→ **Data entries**
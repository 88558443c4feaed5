use std::collections::HashSet;

use axum::body::Bytes;
use axum::http::{HeaderMap, HeaderValue};
use serde_json::{Map, Value};
use tracing::{debug, warn};

use super::tool_args::coerce_tool_calls;

/// Parameters the upstream dialect rejects on chat completions.
const UNSUPPORTED_CHAT_PARAMS: [&str; 3] = ["prompt_cache_key", "logprobs", "top_logprobs"];

#[derive(Debug, Clone, Copy, PartialEq, Eq)]
pub enum RouteKind {
    ChatCompletions,
    Embeddings,
    Other,
}

impl RouteKind {
    /// `path` is the inbound path with the mount prefix already removed.
    pub fn from_path(path: &str) -> Self {
        let path = path.trim_start_matches('/');
        if path.contains("chat/completions") {
            RouteKind::ChatCompletions
        } else if path == "embeddings" {
            RouteKind::Embeddings
        } else {
            RouteKind::Other
        }
    }
}

fn parse_object(body: &[u8]) -> Result<Map<String, Value>, String> {
    match serde_json::from_slice::<Value>(body) {
        Ok(Value::Object(obj)) => Ok(obj),
        Ok(_) => Err("request body is not a JSON object".to_string()),
        Err(e) => Err(e.to_string()),
    }
}

fn rewrite_chat_completion(body: &mut Map<String, Value>) -> bool {
    let mut changed = false;
    for param in UNSUPPORTED_CHAT_PARAMS {
        if body.shift_remove(param).is_some() {
            debug!(param, "removed unsupported parameter");
            changed = true;
        }
    }

    // A boolean is accepted upstream; anything else is malformed input.
    if body
        .get("parallel_tool_calls")
        .is_some_and(|v| !v.is_boolean())
    {
        body.shift_remove("parallel_tool_calls");
        debug!("removed non-boolean parallel_tool_calls");
        changed = true;
    }

    if let Some(tools) = body.get("tools").and_then(|t| t.as_array()) {
        let names: Vec<&str> = tools
            .iter()
            .filter_map(|t| t.get("function")?.get("name")?.as_str())
            .collect();
        debug!(count = tools.len(), tools = ?names, "request declares tools");
    }

    let Some(Value::Array(messages)) = body.get_mut("messages") else {
        return changed;
    };

    warn_on_dangling_tool_results(messages);

    for (idx, msg) in messages.iter_mut().enumerate() {
        let Some(obj) = msg.as_object_mut() else {
            continue;
        };
        if obj.get("role").and_then(|r| r.as_str()) == Some("tool") {
            let id = obj
                .get("tool_call_id")
                .and_then(|v| v.as_str())
                .unwrap_or("unknown");
            let len = obj
                .get("content")
                .and_then(|c| c.as_str())
                .map(str::len)
                .unwrap_or(0);
            debug!(message = idx, tool_call_id = id, content_len = len, "tool result message");
        }
        if let Some(calls) = obj.get("tool_calls").and_then(|c| c.as_array()) {
            debug!(message = idx, count = calls.len(), "message carries tool calls");
        }
        changed |= coerce_tool_calls(obj.get_mut("tool_calls"));
    }
    changed
}

/// Observe, never repair: a `tool_result` naming an id no message declared
/// is the client's problem, but worth a warning.
fn warn_on_dangling_tool_results(messages: &[Value]) {
    let known: HashSet<&str> = messages
        .iter()
        .filter_map(|m| m.get("tool_calls")?.as_array())
        .flatten()
        .filter_map(|tc| tc.get("id")?.as_str())
        .collect();

    for item in messages
        .iter()
        .filter_map(|m| m.get("content")?.as_array())
        .flatten()
    {
        if item.get("type").and_then(|t| t.as_str()) != Some("tool_result") {
            continue;
        }
        if let Some(id) = item.get("tool_use_id").and_then(|v| v.as_str())
            && !id.is_empty()
            && !known.contains(id)
        {
            warn!(tool_use_id = id, "tool_result references unknown tool_use_id");
        }
    }
}

fn rewrite_embeddings(body: &mut Map<String, Value>) -> bool {
    if body.get("encoding_format").and_then(|v| v.as_str()) == Some("base64") {
        body.insert(
            "encoding_format".to_string(),
            Value::String("float".to_string()),
        );
        debug!("rewrote embeddings encoding_format base64 -> float");
        return true;
    }
    false
}

fn set_content_length(headers: &mut HeaderMap, len: usize) {
    headers.insert("content-length", HeaderValue::from(len));
}

/// Adapt an inbound body to the upstream dialect.
///
/// Returns the body to send. On any parse failure the original bytes are
/// returned and the failure is only logged.
pub fn rewrite_request_body(route: RouteKind, headers: &mut HeaderMap, body: Bytes) -> Bytes {
    if body.is_empty() || route == RouteKind::Other {
        return body;
    }
    let mut obj = match parse_object(&body) {
        Ok(obj) => obj,
        Err(e) => {
            warn!(route = ?route, error = %e, "failed to parse request body, forwarding unmodified");
            return body;
        }
    };

    let changed = match route {
        RouteKind::ChatCompletions => rewrite_chat_completion(&mut obj),
        RouteKind::Embeddings => rewrite_embeddings(&mut obj),
        RouteKind::Other => false,
    };
    if !changed {
        return body;
    }

    match serde_json::to_vec(&obj) {
        Ok(rewritten) => {
            match route {
                RouteKind::Embeddings if !headers.contains_key("content-length") => {}
                _ => set_content_length(headers, rewritten.len()),
            }
            debug!(
                original_len = body.len(),
                rewritten_len = rewritten.len(),
                "rewrote request body"
            );
            Bytes::from(rewritten)
        }
        Err(e) => {
            warn!(error = %e, "failed to re-encode request body, forwarding unmodified");
            body
        }
    }
}

#[cfg(test)]
mod tests {
    use super::*;

    use pretty_assertions::assert_eq;
    use serde_json::json;

    fn rewrite_json(route: RouteKind, headers: &mut HeaderMap, v: Value) -> Value {
        let out = rewrite_request_body(route, headers, Bytes::from(v.to_string()));
        serde_json::from_slice(&out).unwrap()
    }

    #[test]
    fn route_kinds() {
        assert_eq!(RouteKind::from_path("chat/completions"), RouteKind::ChatCompletions);
        assert_eq!(RouteKind::from_path("/v1/chat/completions"), RouteKind::ChatCompletions);
        assert_eq!(RouteKind::from_path("embeddings"), RouteKind::Embeddings);
        assert_eq!(RouteKind::from_path("v1/embeddings"), RouteKind::Other);
        assert_eq!(RouteKind::from_path("models"), RouteKind::Other);
    }

    #[test]
    fn strips_unsupported_chat_params_and_keeps_the_rest() {
        let mut headers = HeaderMap::new();
        let out = rewrite_json(
            RouteKind::ChatCompletions,
            &mut headers,
            json!({
                "model": "llama",
                "prompt_cache_key": "k",
                "logprobs": true,
                "top_logprobs": 3,
                "temperature": 0.7,
                "messages": [{"role": "user", "content": "hi"}]
            }),
        );
        assert_eq!(
            out,
            json!({
                "model": "llama",
                "temperature": 0.7,
                "messages": [{"role": "user", "content": "hi"}]
            })
        );
        let len: usize = headers["content-length"].to_str().unwrap().parse().unwrap();
        assert_eq!(len, out.to_string().len());
    }

    #[test]
    fn parallel_tool_calls_kept_only_when_boolean() {
        let mut headers = HeaderMap::new();
        let kept = rewrite_json(
            RouteKind::ChatCompletions,
            &mut headers,
            json!({"parallel_tool_calls": false, "logprobs": true}),
        );
        assert_eq!(kept, json!({"parallel_tool_calls": false}));

        let dropped = rewrite_json(
            RouteKind::ChatCompletions,
            &mut headers,
            json!({"model": "m", "parallel_tool_calls": "yes"}),
        );
        assert_eq!(dropped, json!({"model": "m"}));
    }

    #[test]
    fn coerces_tool_calls_in_messages() {
        let mut headers = HeaderMap::new();
        let out = rewrite_json(
            RouteKind::ChatCompletions,
            &mut headers,
            json!({
                "messages": [{
                    "role": "assistant",
                    "tool_calls": [{
                        "id": "call_1",
                        "type": "function",
                        "function": {"name": "read_file", "arguments": "{\"start_line\":\"5\",\"end_line\":\"10\"}"}
                    }]
                }]
            }),
        );
        assert_eq!(
            out["messages"][0]["tool_calls"][0]["function"]["arguments"],
            json!("{\"start_line\":5,\"end_line\":10}")
        );
    }

    #[test]
    fn dangling_tool_result_is_forwarded_untouched() {
        let body = json!({
            "messages": [
                {"role": "assistant", "tool_calls": [{"id": "known", "function": {"name": "x", "arguments": "{}"}}]},
                {"role": "user", "content": [
                    {"type": "tool_result", "tool_use_id": "known"},
                    {"type": "tool_result", "tool_use_id": "missing"}
                ]}
            ]
        })
        .to_string();
        let mut headers = HeaderMap::new();
        let out = rewrite_request_body(
            RouteKind::ChatCompletions,
            &mut headers,
            Bytes::from(body.clone()),
        );
        assert_eq!(out, Bytes::from(body));
        assert!(!headers.contains_key("content-length"));
    }

    #[test]
    fn embeddings_base64_becomes_float() {
        let mut headers = HeaderMap::new();
        headers.insert("content-length", HeaderValue::from(999usize));
        let out = rewrite_json(
            RouteKind::Embeddings,
            &mut headers,
            json!({"input": "x", "encoding_format": "base64"}),
        );
        assert_eq!(out, json!({"input": "x", "encoding_format": "float"}));
        assert_eq!(
            headers["content-length"],
            HeaderValue::from(out.to_string().len())
        );
    }

    #[test]
    fn embeddings_rewrite_leaves_absent_content_length_absent() {
        let mut headers = HeaderMap::new();
        let out = rewrite_json(
            RouteKind::Embeddings,
            &mut headers,
            json!({"input": "x", "encoding_format": "base64"}),
        );
        assert_eq!(out, json!({"input": "x", "encoding_format": "float"}));
        assert!(!headers.contains_key("content-length"));
    }

    #[test]
    fn embeddings_other_formats_pass_through() {
        let body = Bytes::from_static(br#"{"input":"x","encoding_format":"float"}"#);
        let mut headers = HeaderMap::new();
        let out = rewrite_request_body(RouteKind::Embeddings, &mut headers, body.clone());
        assert_eq!(out, body);
        assert!(!headers.contains_key("content-length"));
    }

    #[test]
    fn malformed_json_is_forwarded_unmodified() {
        let body = Bytes::from_static(b"{not json");
        let mut headers = HeaderMap::new();
        let out = rewrite_request_body(RouteKind::ChatCompletions, &mut headers, body.clone());
        assert_eq!(out, body);
    }

    #[test]
    fn other_routes_are_never_parsed() {
        let body = Bytes::from_static(br#"{"logprobs":true}"#);
        let mut headers = HeaderMap::new();
        assert_eq!(
            rewrite_request_body(RouteKind::Other, &mut headers, body.clone()),
            body
        );
    }
}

→ **TASK REQUIREMENTS**
Using the records above, please repeat the line with "let out = rewrite_request_body(RouteKind::ChatCompletions, &mut" and every line after it exactly, and give no other text.

→ **EXERCISE RESULT**
        let out = rewrite_request_body(RouteKind::ChatCompletions, &mut headers, body.clone());
        assert_eq!(out, body);
    }

    #[test]
    fn other_routes_are_never_parsed() {
        let body = Bytes::from_static(br#"{"logprobs":true}"#);
        let mut headers = HeaderMap::new();
        assert_eq!(
            rewrite_request_body(RouteKind::Other, &mut headers, body.clone()),
            body
        );
    }
}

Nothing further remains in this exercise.